Issue 1: Malformed requests
There are two reasons why a request would fail: if an end-user stocks it with bad data, or if something in the middle deforms it. A very easy solution to the first problem is using schemas to perform basic parameter checking before a request is serialized. If we know, for example, that the API is expecting a particular value - or a particular header - the schema is in charge of making that happen. Performing basic validation catches most errors - and debugging is very easy due to the exception thrown. If you're ever in doubt, you just refer to the schema to see what was serialized into a request in the same way you do for a concrete class method.

If something in the middle deforms the request, the API will naturally reject it. When it comes to debugging this issue, all you need to do is wrap your original code in a try/catch block and use Guzzle's BadResponseException to return the API's response. You can easily see the type of failure through the HTTP status code, and the exact reason why the request failed. So it doesn't matter where the failure happens - all that matters is that there's a way to catch and spit out the API's response and the originating request.


First, this assumes Guzzle. Since we aren't tightly coupled to Guzzle we can't always assume that. But, for practical purposes we can assume it for now.

I was curious how things would work in PHP, such as the stack trace. For magic methods you'll have a call to the magic method and to __call() where the logic actually sits. In a debugger you'll be able to step through this just fine.

One thing that may be more difficult is that knowing how the json schema system works to debug and understand what's going on. How the schemas work and how something gets translated into a method. Walking through a few methods that are extended would be less logic to understand in the process.

I'm curious how the debugging experience would be for an end user who doesn't know the json schema system but is using the library. Out of curiosity I might try to find some time to sit down with some PHP developers and see how they handle the debugging experience.
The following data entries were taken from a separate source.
//! CLI argument definitions for the catalog editor.

use std::path::PathBuf;

use clap::{Args, Parser, Subcommand, ValueEnum};

#[derive(Parser)]
#[command(
    name = "marc-catalog",
    version,
    about = "Edit MARC bibliographic records in a SQLite catalog",
    long_about = "Import ISO 2709 MARC files into a relational catalog, list and inspect\n\
                  records, apply filtered find-and-replace, and export them again."
)]
pub struct Cli {
    #[command(subcommand)]
    pub command: Command,

    /// Catalog database file (overrides the config file).
    #[arg(long, short = 'd', value_name = "PATH", env = "MARC_CATALOG_DB", global = true)]
    pub database: Option<PathBuf>,

    /// JSON configuration file.
    #[arg(long, value_name = "PATH", global = true)]
    pub config: Option<PathBuf>,

    /// Reject malformed records on import instead of recovering.
    #[arg(long, global = true)]
    pub strict: bool,

    /// Increase log verbosity (-v info, -vv debug, -vvv trace).
    #[arg(short, long, action = clap::ArgAction::Count, global = true)]
    pub verbose: u8,

    /// Log output format.
    #[arg(
        long = "log-format",
        value_enum,
        default_value = "pretty",
        global = true
    )]
    pub log_format: LogFormatArg,

    /// Write logs to a file instead of stderr.
    #[arg(long = "log-file", value_name = "PATH", global = true)]
    pub log_file: Option<PathBuf>,
}

#[derive(Subcommand)]
pub enum Command {
    /// Create the catalog tables if they do not exist.
    Init,

    /// Import every record of an ISO 2709 file.
    Import {
        /// MARC file to read.
        #[arg(value_name = "FILE")]
        file: PathBuf,
    },

    /// Export records to an ISO 2709 file.
    Export {
        /// MARC file to write.
        #[arg(value_name = "FILE")]
        file: PathBuf,

        /// Export only these record ids (repeatable); all records by default.
        #[arg(long = "id", value_name = "ID")]
        ids: Vec<i64>,
    },

    /// List records with their summary columns.
    List {
        /// Write CSV instead of a text table.
        #[arg(long)]
        csv: bool,
    },

    /// Show one record.
    Show {
        /// Record id.
        id: i64,

        /// Print the record as JSON.
        #[arg(long)]
        json: bool,
    },

    /// Find and replace text in subfield data.
    Replace(ReplaceArgs),

    /// Recompute summary columns for one record or the whole catalog.
    Rebuild {
        /// Only this record.
        #[arg(long, value_name = "ID")]
        id: Option<i64>,
    },

    /// Delete a record with its fields and subfields.
    Delete {
        /// Record id.
        id: i64,
    },

    /// Delete every record.
    Clear {
        /// Drop and recreate the tables so ids start again from 1.
        #[arg(long)]
        reset: bool,
    },
}

#[derive(Args)]
pub struct ReplaceArgs {
    /// Text to search for.
    #[arg(long, value_name = "TEXT")]
    pub find: String,

    /// Replacement text.
    #[arg(long = "with", value_name = "TEXT")]
    pub replacement: String,

    /// Only fields with this tag (repeatable).
    #[arg(long = "tag", value_name = "TAG")]
    pub tags: Vec<String>,

    /// Only fields with this first indicator (repeatable).
    #[arg(long = "ind1", value_name = "CHAR")]
    pub indicator1: Vec<char>,

    /// Only fields with this second indicator (repeatable).
    #[arg(long = "ind2", value_name = "CHAR")]
    pub indicator2: Vec<char>,

    /// Only subfields with this code (repeatable).
    #[arg(long = "code", value_name = "CHAR")]
    pub codes: Vec<char>,

    /// Match case-insensitively; replaces the first match per subfield.
    #[arg(long = "ignore-case", short = 'i')]
    pub ignore_case: bool,
}

/// CLI log format choices.
#[derive(Clone, Copy, ValueEnum)]
pub enum LogFormatArg {
    Pretty,
    Compact,
    Json,
}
Issue 2: Incorrect API data
Say we've defined that a Server has two properties: a name (which is a string) and metadata (which is an object). If the API returns a name as an array, that obviously fails validation. When the schema code goes to validate the API data, it will raise validation error when it comes to validate that "name" property. How you consequently use this validation error them is completely up to you: you could output it to STDOUT, you could save it to a local log on the filesystem, you could buffer it temporarily in memory.

Any API data that does not validate successfully against a schema should not be presented to the end-user. So if a "created_date" property is returned, that isn't defined in our schema, it should not be populated in the resulting model. The model returned to the end-user would be a simple object that implements \ArrayAccess, meaning that it can be accessed like a simple array.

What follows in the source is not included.